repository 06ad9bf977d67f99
use std::num::NonZeroU32;
use std::ops::{Deref, DerefMut};

use error_stack::{Report, ResultExt};
use sqlx::postgres::PgPoolOptions;
use sqlx::{Error, PgConnection, Pool, Postgres};

use kernel::interface::database::{DatabaseConnection, Transaction};
use kernel::KernelError;

use crate::{env, env_parsed};
use crate::error::ConvertError;

pub use self::{book::*, schema::*};

mod book;
mod schema;

static POSTGRES_URL: &str = "POSTGRES_URL";
static POSTGRES_MAX_CONNECTIONS: &str = "POSTGRES_MAX_CONNECTIONS";
const DEFAULT_MAX_CONNECTIONS: u32 = 10;

#[derive(Clone)]
pub struct PostgresDatabase {
    pool: Pool<Postgres>,
}

impl PostgresDatabase {
    pub async fn new() -> error_stack::Result<Self, KernelError> {
        let url = env(POSTGRES_URL)?;
        let max_connections = env_parsed::<NonZeroU32>(POSTGRES_MAX_CONNECTIONS)?
            .map_or(DEFAULT_MAX_CONNECTIONS, NonZeroU32::get);
        let pool = PgPoolOptions::new()
            .max_connections(max_connections)
            .connect(&url)
            .await
            .convert_error()
            .attach_printable("Failed to connect to postgres")?;
        tracing::info!(max_connections, "Connected to postgres");
        Ok(Self { pool })
    }
}

#[async_trait::async_trait]
impl DatabaseConnection for PostgresDatabase {
    type Transaction = PostgresTransaction;
    async fn transact(&self) -> error_stack::Result<Self::Transaction, KernelError> {
        let transaction = self.pool.begin().await.convert_error()?;
        Ok(PostgresTransaction(transaction))
    }
}

pub struct PostgresTransaction(sqlx::Transaction<'static, Postgres>);

#[async_trait::async_trait]
impl Transaction for PostgresTransaction {
    async fn commit(self) -> error_stack::Result<(), KernelError> {
        self.0.commit().await.convert_error()
    }

    async fn roll_back(self) -> error_stack::Result<(), KernelError> {
        self.0.rollback().await.convert_error()
    }
}

impl Deref for PostgresTransaction {
    type Target = PgConnection;
    fn deref(&self) -> &Self::Target {
        &self.0
    }
}

impl DerefMut for PostgresTransaction {
    fn deref_mut(&mut self) -> &mut Self::Target {
        &mut self.0
    }
}

impl<T> ConvertError for Result<T, Error> {
    type Ok = T;
    fn convert_error(self) -> error_stack::Result<T, KernelError> {
        self.map_err(|error| match error {
            Error::RowNotFound => Report::from(error).change_context(KernelError::NotFound),
            _ => Report::from(error).change_context(KernelError::Internal),
        })
    }
}

#[cfg(test)]
pub(in crate::database) async fn prepare_table(
    con: &mut PostgresTransaction,
) -> error_stack::Result<(), KernelError> {
    // language=postgresql
    sqlx::query(
        r#"
        CREATE TABLE IF NOT EXISTS books (
            id       TEXT PRIMARY KEY,
            title    TEXT    NOT NULL,
            author   TEXT    NOT NULL,
            quantity INTEGER NOT NULL
        )
        "#,
    )
    .execute(&mut **con)
    .await
    .convert_error()?;
    Ok(())
}
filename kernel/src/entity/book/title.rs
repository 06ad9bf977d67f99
use vodca::{AsRefln, Fromln};

#[derive(Debug, Clone, Eq, PartialEq, Fromln, AsRefln)]
pub struct BookTitle(String);

impl BookTitle {
    pub fn new(title: impl Into<String>) -> Self {
        Self(title.into())
    }
}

- _WHAT IS NEEDED_
The expected answer is the lines from the one containing "filename kernel/src/entity/book/title.rs" through the end of the material, reproduced exactly with both ends kept.

- _ANSWER TO THIS EXERCISE_
filename kernel/src/entity/book/title.rs
repository 06ad9bf977d67f99
use vodca::{AsRefln, Fromln};

#[derive(Debug, Clone, Eq, PartialEq, Fromln, AsRefln)]
pub struct BookTitle(String);

impl BookTitle {
    pub fn new(title: impl Into<String>) -> Self {
        Self(title.into())
    }
}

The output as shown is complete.